Stored items:
┄┄┄┄┄┄

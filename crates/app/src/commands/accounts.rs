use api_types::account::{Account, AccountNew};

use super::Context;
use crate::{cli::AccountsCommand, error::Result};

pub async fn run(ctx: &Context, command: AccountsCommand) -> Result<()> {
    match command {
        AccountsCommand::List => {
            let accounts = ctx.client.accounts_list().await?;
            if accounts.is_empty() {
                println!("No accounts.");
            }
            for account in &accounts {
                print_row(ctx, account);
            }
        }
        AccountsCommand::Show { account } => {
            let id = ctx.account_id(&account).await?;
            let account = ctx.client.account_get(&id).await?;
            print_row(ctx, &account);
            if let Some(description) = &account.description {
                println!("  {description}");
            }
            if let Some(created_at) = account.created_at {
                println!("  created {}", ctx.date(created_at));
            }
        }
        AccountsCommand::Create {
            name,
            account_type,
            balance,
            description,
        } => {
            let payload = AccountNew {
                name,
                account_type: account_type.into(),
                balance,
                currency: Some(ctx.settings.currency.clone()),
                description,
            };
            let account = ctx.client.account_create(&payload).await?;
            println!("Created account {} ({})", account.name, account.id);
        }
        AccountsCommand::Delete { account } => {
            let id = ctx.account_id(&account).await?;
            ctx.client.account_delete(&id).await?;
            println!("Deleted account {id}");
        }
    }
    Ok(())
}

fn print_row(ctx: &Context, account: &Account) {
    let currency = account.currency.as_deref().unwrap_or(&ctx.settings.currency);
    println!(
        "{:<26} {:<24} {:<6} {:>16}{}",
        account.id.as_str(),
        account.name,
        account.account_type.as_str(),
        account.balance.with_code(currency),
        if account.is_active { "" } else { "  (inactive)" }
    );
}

┄┄┄┄┄┄

* **The task**: Go through the data and copy each line exactly as it was written.

* **Problem solution**:
filename crates/app/src/commands/accounts.rs
use api_types::account::{Account, AccountNew};

use super::Context;
use crate::{cli::AccountsCommand, error::Result};

pub async fn run(ctx: &Context, command: AccountsCommand) -> Result<()> {
    match command {
        AccountsCommand::List => {
            let accounts = ctx.client.accounts_list().await?;
            if accounts.is_empty() {
                println!("No accounts.");
            }
            for account in &accounts {
                print_row(ctx, account);
            }
        }
        AccountsCommand::Show { account } => {
            let id = ctx.account_id(&account).await?;
            let account = ctx.client.account_get(&id).await?;
            print_row(ctx, &account);
            if let Some(description) = &account.description {
                println!("  {description}");
            }
            if let Some(created_at) = account.created_at {
                println!("  created {}", ctx.date(created_at));
            }
        }
        AccountsCommand::Create {
            name,
            account_type,
            balance,
            description,
        } => {
            let payload = AccountNew {
                name,
                account_type: account_type.into(),
                balance,
                currency: Some(ctx.settings.currency.clone()),
                description,
            };
            let account = ctx.client.account_create(&payload).await?;
            println!("Created account {} ({})", account.name, account.id);
        }
        AccountsCommand::Delete { account } => {
            let id = ctx.account_id(&account).await?;
            ctx.client.account_delete(&id).await?;
            println!("Deleted account {id}");
        }
    }
    Ok(())
}

fn print_row(ctx: &Context, account: &Account) {
    let currency = account.currency.as_deref().unwrap_or(&ctx.settings.currency);
    println!(
        "{:<26} {:<24} {:<6} {:>16}{}",
        account.id.as_str(),
        account.name,
        account.account_type.as_str(),
        account.balance.with_code(currency),
        if account.is_active { "" } else { "  (inactive)" }
    );
}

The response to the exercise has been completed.